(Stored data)
_____
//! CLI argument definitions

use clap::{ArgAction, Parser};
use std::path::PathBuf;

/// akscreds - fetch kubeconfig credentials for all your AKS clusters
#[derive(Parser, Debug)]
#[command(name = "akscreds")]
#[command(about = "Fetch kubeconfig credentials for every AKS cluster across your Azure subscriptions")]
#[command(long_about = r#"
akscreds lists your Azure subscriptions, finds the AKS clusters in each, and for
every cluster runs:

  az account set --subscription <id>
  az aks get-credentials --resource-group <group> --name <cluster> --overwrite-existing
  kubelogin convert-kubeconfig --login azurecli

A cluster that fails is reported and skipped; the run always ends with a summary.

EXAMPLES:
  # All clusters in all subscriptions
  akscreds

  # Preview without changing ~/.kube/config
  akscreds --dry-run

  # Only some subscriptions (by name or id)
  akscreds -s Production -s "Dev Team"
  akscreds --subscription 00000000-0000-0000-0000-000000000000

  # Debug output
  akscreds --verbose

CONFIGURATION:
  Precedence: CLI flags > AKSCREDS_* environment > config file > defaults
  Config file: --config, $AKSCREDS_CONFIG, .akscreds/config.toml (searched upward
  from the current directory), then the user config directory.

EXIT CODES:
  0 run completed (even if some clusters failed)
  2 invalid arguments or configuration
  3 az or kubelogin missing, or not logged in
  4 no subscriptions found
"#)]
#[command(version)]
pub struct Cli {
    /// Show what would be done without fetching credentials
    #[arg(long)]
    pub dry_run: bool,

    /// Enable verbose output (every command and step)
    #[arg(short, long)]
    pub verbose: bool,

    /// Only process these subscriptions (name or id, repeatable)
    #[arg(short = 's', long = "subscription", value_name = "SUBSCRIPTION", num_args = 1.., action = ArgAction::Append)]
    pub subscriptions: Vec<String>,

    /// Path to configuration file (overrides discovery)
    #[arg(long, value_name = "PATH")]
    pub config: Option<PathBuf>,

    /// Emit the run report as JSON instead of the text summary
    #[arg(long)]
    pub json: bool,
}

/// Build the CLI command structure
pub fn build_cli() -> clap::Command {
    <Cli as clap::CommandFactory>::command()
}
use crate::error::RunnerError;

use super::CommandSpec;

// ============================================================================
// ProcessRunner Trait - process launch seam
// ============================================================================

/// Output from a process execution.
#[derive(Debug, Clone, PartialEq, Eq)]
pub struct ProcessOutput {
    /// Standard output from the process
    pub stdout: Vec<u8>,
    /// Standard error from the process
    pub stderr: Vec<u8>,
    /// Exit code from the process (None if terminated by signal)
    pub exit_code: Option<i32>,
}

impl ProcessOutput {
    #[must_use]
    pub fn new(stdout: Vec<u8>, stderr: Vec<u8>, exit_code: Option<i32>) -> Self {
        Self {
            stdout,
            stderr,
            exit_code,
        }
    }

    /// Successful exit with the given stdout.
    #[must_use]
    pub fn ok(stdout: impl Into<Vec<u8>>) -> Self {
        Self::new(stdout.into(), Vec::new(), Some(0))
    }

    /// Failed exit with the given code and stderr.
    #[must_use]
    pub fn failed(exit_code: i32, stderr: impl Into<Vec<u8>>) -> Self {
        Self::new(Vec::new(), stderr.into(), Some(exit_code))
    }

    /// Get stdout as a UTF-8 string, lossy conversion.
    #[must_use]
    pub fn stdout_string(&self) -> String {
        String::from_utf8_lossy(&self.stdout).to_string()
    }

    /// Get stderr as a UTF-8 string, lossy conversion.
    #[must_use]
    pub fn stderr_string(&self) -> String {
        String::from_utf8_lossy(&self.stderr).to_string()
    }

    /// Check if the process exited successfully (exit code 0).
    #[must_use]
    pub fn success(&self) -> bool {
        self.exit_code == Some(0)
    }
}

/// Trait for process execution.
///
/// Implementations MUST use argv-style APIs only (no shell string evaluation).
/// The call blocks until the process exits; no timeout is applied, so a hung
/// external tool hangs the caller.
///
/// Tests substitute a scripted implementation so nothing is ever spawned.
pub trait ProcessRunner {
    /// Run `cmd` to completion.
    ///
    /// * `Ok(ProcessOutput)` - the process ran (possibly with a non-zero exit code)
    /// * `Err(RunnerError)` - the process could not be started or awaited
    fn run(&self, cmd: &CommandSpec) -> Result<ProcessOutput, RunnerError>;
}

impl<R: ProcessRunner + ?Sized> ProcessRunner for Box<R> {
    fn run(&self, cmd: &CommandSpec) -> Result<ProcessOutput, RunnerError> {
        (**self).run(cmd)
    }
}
_____
ASSIGNMENT: Would you please give the data above again, exactly as it appears?

WRITTEN SOLUTION:
//! CLI argument definitions

use clap::{ArgAction, Parser};
use std::path::PathBuf;

/// akscreds - fetch kubeconfig credentials for all your AKS clusters
#[derive(Parser, Debug)]
#[command(name = "akscreds")]
#[command(about = "Fetch kubeconfig credentials for every AKS cluster across your Azure subscriptions")]
#[command(long_about = r#"
akscreds lists your Azure subscriptions, finds the AKS clusters in each, and for
every cluster runs:

  az account set --subscription <id>
  az aks get-credentials --resource-group <group> --name <cluster> --overwrite-existing
  kubelogin convert-kubeconfig --login azurecli

A cluster that fails is reported and skipped; the run always ends with a summary.

EXAMPLES:
  # All clusters in all subscriptions
  akscreds

  # Preview without changing ~/.kube/config
  akscreds --dry-run

  # Only some subscriptions (by name or id)
  akscreds -s Production -s "Dev Team"
  akscreds --subscription 00000000-0000-0000-0000-000000000000

  # Debug output
  akscreds --verbose

CONFIGURATION:
  Precedence: CLI flags > AKSCREDS_* environment > config file > defaults
  Config file: --config, $AKSCREDS_CONFIG, .akscreds/config.toml (searched upward
  from the current directory), then the user config directory.

EXIT CODES:
  0 run completed (even if some clusters failed)
  2 invalid arguments or configuration
  3 az or kubelogin missing, or not logged in
  4 no subscriptions found
"#)]
#[command(version)]
pub struct Cli {
    /// Show what would be done without fetching credentials
    #[arg(long)]
    pub dry_run: bool,

    /// Enable verbose output (every command and step)
    #[arg(short, long)]
    pub verbose: bool,

    /// Only process these subscriptions (name or id, repeatable)
    #[arg(short = 's', long = "subscription", value_name = "SUBSCRIPTION", num_args = 1.., action = ArgAction::Append)]
    pub subscriptions: Vec<String>,

    /// Path to configuration file (overrides discovery)
    #[arg(long, value_name = "PATH")]
    pub config: Option<PathBuf>,

    /// Emit the run report as JSON instead of the text summary
    #[arg(long)]
    pub json: bool,
}

/// Build the CLI command structure
pub fn build_cli() -> clap::Command {
    <Cli as clap::CommandFactory>::command()
}
use crate::error::RunnerError;

use super::CommandSpec;

// ============================================================================
// ProcessRunner Trait - process launch seam
// ============================================================================

/// Output from a process execution.
#[derive(Debug, Clone, PartialEq, Eq)]
pub struct ProcessOutput {
    /// Standard output from the process
    pub stdout: Vec<u8>,
    /// Standard error from the process
    pub stderr: Vec<u8>,
    /// Exit code from the process (None if terminated by signal)
    pub exit_code: Option<i32>,
}

impl ProcessOutput {
    #[must_use]
    pub fn new(stdout: Vec<u8>, stderr: Vec<u8>, exit_code: Option<i32>) -> Self {
        Self {
            stdout,
            stderr,
            exit_code,
        }
    }

    /// Successful exit with the given stdout.
    #[must_use]
    pub fn ok(stdout: impl Into<Vec<u8>>) -> Self {
        Self::new(stdout.into(), Vec::new(), Some(0))
    }

    /// Failed exit with the given code and stderr.
    #[must_use]
    pub fn failed(exit_code: i32, stderr: impl Into<Vec<u8>>) -> Self {
        Self::new(Vec::new(), stderr.into(), Some(exit_code))
    }

    /// Get stdout as a UTF-8 string, lossy conversion.
    #[must_use]
    pub fn stdout_string(&self) -> String {
        String::from_utf8_lossy(&self.stdout).to_string()
    }

    /// Get stderr as a UTF-8 string, lossy conversion.
    #[must_use]
    pub fn stderr_string(&self) -> String {
        String::from_utf8_lossy(&self.stderr).to_string()
    }

    /// Check if the process exited successfully (exit code 0).
    #[must_use]
    pub fn success(&self) -> bool {
        self.exit_code == Some(0)
    }
}

/// Trait for process execution.
///
/// Implementations MUST use argv-style APIs only (no shell string evaluation).
/// The call blocks until the process exits; no timeout is applied, so a hung
/// external tool hangs the caller.
///
/// Tests substitute a scripted implementation so nothing is ever spawned.
pub trait ProcessRunner {
    /// Run `cmd` to completion.
    ///
    /// * `Ok(ProcessOutput)` - the process ran (possibly with a non-zero exit code)
    /// * `Err(RunnerError)` - the process could not be started or awaited
    fn run(&self, cmd: &CommandSpec) -> Result<ProcessOutput, RunnerError>;
}

impl<R: ProcessRunner + ?Sized> ProcessRunner for Box<R> {
    fn run(&self, cmd: &CommandSpec) -> Result<ProcessOutput, RunnerError> {
        (**self).run(cmd)
    }
}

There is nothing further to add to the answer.